Task. Looking at the entries, say how many lines contain the string "PartialEq". Offer nothing besides the number.

Data for this exercise.

// Copyright (c) 2026 Robert L. Snyder, Sierra Vista, AZ
// Licensed under the MIT License. See LICENSE file in the project root for details.

//! Button slots and the audio clips bound to them.

use std::fmt;

/// Style token stored with every slot. Opaque to the core.
pub const DEFAULT_COLOR: &str =
    "linear-gradient(135deg, var(--primary-color) 0%, var(--button-secondary) 100%)";

/// Identifier of a slot, unique across the whole board
#[derive(Debug, Clone, PartialEq, Eq, Hash, PartialOrd, Ord)]
pub struct SlotId(String);

impl SlotId {
    /// Wrap an identifier
    pub fn new(id: impl Into<String>) -> Self {
        Self(id.into())
    }

    /// Borrow the identifier
    pub fn as_str(&self) -> &str {
        &self.0
    }
}

impl fmt::Display for SlotId {
    fn fmt(&self, f: &mut fmt::Formatter<'_>) -> fmt::Result {
        f.write_str(&self.0)
    }
}

impl From<&str> for SlotId {
    fn from(id: &str) -> Self {
        Self::new(id)
    }
}

impl From<String> for SlotId {
    fn from(id: String) -> Self {
        Self(id)
    }
}

/// Playback sub-state of a slot
#[derive(Debug, Clone, Copy, PartialEq, Eq, Default)]
pub enum SlotState {
    /// Not audible
    #[default]
    Idle,
    /// Audible
    Playing,
    /// Suspended, resumable from the same position
    Paused,
}

impl SlotState {
    /// Whether the slot holds the playback device
    pub fn is_active(&self) -> bool {
        !matches!(self, SlotState::Idle)
    }
}

/// An audio clip: the uploaded bytes plus where they came from
#[derive(Debug, Clone, PartialEq, Eq)]
pub struct Clip {
    /// Original file name, extension included
    filename: String,
    /// Declared media type (e.g. "audio/mpeg")
    media_type: String,
    /// Encoded audio bytes
    bytes: Vec<u8>,
}

impl Clip {
    /// Create a new clip
    pub fn new(filename: impl Into<String>, media_type: impl Into<String>, bytes: Vec<u8>) -> Self {
        Self {
            filename: filename.into(),
            media_type: media_type.into(),
            bytes,
        }
    }

    /// Original file name
    pub fn filename(&self) -> &str {
        &self.filename
    }

    /// Declared media type
    pub fn media_type(&self) -> &str {
        &self.media_type
    }

    /// Encoded audio bytes
    pub fn bytes(&self) -> &[u8] {
        &self.bytes
    }

    /// Size of the payload in bytes
    pub fn len(&self) -> usize {
        self.bytes.len()
    }

    /// Whether the payload is empty
    pub fn is_empty(&self) -> bool {
        self.bytes.is_empty()
    }
}

/// A button on the board
#[derive(Debug, Clone, PartialEq, Eq)]
pub struct Slot {
    id: SlotId,
    label: String,
    clip: Option<Clip>,
    color: String,
    state: SlotState,
}

impl Slot {
    /// Create an empty slot
    pub fn new(id: impl Into<SlotId>, label: impl Into<String>) -> Self {
        Self {
            id: id.into(),
            label: label.into(),
            clip: None,
            color: DEFAULT_COLOR.to_string(),
            state: SlotState::Idle,
        }
    }

    /// Rebuild a slot from stored parts. The state always starts idle.
    pub fn restore(
        id: impl Into<SlotId>,
        label: impl Into<String>,
        clip: Option<Clip>,
        color: impl Into<String>,
    ) -> Self {
        Self {
            id: id.into(),
            label: label.into(),
            clip,
            color: color.into(),
            state: SlotState::Idle,
        }
    }

    /// Slot identifier
    pub fn id(&self) -> &SlotId {
        &self.id
    }

    /// Display label
    pub fn label(&self) -> &str {
        &self.label
    }

    /// Bound clip, if any
    pub fn clip(&self) -> Option<&Clip> {
        self.clip.as_ref()
    }

    /// Style token
    pub fn color(&self) -> &str {
        &self.color
    }

    /// Playback sub-state
    pub fn state(&self) -> SlotState {
        self.state
    }

    /// Whether a clip is bound
    pub fn is_loaded(&self) -> bool {
        self.clip.is_some()
    }

    /// Whether no clip is bound
    pub fn is_empty(&self) -> bool {
        self.clip.is_none()
    }

    pub(crate) fn set_state(&mut self, state: SlotState) {
        self.state = state;
    }

    /// Bind a clip, relabel from its file name and go idle
    pub(crate) fn assign(&mut self, clip: Clip) {
        self.label = strip_extension(clip.filename()).to_string();
        self.clip = Some(clip);
        self.state = SlotState::Idle;
    }

    /// Drop the clip, keeping the current label
    pub(crate) fn clear(&mut self) {
        self.clip = None;
        self.color = DEFAULT_COLOR.to_string();
        self.state = SlotState::Idle;
    }
}

/// Remove the last extension from a file name.
///
/// Only a trailing `.ext` with no further dots or slashes is removed, so
/// `a.tar.gz` becomes `a.tar` and `dir.v2/name` is left alone.
pub fn strip_extension(filename: &str) -> &str {
    match filename.rfind('.') {
        Some(dot) => {
            let ext = &filename[dot + 1..];
            if ext.is_empty() || ext.contains('/') {
                filename
            } else {
                &filename[..dot]
            }
        }
        None => filename,
    }
}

Exercise answer. 4